- [Problem to work on]: What lines of the data below hold the string "TrackHeaderBox"? Copy each one.

:::

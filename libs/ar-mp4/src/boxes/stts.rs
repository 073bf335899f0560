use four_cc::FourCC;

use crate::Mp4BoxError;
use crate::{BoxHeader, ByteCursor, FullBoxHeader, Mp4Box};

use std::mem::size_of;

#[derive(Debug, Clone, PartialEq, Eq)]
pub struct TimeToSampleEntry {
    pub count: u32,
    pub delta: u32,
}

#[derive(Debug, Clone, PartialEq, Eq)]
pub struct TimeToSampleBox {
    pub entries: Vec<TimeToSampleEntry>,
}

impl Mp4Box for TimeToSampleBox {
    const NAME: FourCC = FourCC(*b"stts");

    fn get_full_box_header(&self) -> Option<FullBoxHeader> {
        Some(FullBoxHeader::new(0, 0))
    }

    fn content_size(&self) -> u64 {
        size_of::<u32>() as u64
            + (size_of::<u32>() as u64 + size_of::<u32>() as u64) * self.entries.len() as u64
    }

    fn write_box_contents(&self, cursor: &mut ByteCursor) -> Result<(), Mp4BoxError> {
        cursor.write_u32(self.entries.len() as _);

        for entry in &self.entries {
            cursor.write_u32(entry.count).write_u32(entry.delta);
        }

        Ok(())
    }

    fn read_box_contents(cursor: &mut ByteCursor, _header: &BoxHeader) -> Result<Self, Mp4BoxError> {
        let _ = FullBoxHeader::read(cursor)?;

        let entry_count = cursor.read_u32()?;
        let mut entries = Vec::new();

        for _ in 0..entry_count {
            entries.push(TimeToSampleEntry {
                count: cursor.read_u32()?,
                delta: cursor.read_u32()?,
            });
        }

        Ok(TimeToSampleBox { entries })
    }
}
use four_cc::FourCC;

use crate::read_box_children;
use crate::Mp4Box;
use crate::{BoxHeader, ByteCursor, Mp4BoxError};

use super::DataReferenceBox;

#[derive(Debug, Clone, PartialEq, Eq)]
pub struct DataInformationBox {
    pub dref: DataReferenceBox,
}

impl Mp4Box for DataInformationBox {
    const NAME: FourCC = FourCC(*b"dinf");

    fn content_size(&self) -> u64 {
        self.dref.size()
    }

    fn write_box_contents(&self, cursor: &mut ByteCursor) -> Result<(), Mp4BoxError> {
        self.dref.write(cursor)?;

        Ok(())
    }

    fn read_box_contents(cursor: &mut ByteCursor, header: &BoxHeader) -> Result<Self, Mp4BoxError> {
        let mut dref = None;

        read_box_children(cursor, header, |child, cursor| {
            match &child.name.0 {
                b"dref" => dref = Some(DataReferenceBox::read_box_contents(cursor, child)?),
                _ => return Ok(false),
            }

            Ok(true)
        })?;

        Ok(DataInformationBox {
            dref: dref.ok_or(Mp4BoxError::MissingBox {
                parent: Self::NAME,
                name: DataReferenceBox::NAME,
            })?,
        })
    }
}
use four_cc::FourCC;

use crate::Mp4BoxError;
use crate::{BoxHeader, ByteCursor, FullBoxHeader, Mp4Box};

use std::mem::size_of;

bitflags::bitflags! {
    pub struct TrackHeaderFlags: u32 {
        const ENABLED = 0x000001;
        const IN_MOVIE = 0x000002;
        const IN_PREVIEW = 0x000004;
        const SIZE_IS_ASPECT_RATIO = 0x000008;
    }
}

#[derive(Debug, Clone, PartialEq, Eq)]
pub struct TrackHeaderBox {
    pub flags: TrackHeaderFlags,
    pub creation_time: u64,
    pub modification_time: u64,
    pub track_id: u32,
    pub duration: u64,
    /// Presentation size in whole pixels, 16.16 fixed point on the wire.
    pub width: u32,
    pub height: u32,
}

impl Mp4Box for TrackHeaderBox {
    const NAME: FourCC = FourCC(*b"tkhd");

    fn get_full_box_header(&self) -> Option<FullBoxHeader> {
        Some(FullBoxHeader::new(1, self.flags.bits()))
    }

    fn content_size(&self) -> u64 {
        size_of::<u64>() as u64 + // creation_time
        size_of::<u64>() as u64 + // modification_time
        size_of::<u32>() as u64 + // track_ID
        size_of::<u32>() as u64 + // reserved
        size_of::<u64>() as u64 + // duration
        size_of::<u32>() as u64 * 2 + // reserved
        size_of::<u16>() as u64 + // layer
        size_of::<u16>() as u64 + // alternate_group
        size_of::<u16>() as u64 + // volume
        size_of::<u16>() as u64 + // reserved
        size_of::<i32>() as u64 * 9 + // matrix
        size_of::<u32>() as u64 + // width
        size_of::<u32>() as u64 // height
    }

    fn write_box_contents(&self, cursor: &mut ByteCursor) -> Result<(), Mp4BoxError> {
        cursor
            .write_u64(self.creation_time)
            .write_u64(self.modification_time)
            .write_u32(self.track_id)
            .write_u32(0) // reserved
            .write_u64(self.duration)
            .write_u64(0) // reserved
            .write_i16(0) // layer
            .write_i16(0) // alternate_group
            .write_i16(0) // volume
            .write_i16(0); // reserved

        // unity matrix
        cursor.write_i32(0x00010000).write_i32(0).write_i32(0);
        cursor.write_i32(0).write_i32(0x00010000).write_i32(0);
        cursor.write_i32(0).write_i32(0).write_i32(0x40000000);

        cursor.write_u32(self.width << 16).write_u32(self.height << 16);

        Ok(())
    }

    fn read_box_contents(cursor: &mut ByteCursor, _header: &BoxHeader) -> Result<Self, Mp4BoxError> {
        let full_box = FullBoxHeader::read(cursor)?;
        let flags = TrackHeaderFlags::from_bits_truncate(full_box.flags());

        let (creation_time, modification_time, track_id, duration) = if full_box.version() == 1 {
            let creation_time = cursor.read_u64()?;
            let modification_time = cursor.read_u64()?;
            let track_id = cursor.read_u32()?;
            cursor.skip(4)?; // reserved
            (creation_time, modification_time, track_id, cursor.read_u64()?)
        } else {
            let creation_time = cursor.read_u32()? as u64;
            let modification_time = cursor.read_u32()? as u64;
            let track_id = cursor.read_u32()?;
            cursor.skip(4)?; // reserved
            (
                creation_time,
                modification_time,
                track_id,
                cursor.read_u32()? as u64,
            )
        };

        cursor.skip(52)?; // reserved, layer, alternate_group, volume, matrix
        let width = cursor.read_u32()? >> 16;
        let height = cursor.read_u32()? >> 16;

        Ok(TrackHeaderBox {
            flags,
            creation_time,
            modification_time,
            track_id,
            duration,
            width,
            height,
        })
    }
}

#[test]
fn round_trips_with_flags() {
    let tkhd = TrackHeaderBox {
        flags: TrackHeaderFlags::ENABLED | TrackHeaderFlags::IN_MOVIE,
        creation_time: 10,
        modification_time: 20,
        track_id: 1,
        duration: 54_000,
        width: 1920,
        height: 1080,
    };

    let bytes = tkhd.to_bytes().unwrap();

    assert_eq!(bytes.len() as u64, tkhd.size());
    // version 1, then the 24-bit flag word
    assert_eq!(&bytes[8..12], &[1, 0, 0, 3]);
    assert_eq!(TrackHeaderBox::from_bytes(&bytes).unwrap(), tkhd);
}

:::

- [Answer to this task]:
pub struct TrackHeaderBox {
impl Mp4Box for TrackHeaderBox {
        Ok(TrackHeaderBox {
    let tkhd = TrackHeaderBox {
    assert_eq!(TrackHeaderBox::from_bytes(&bytes).unwrap(), tkhd);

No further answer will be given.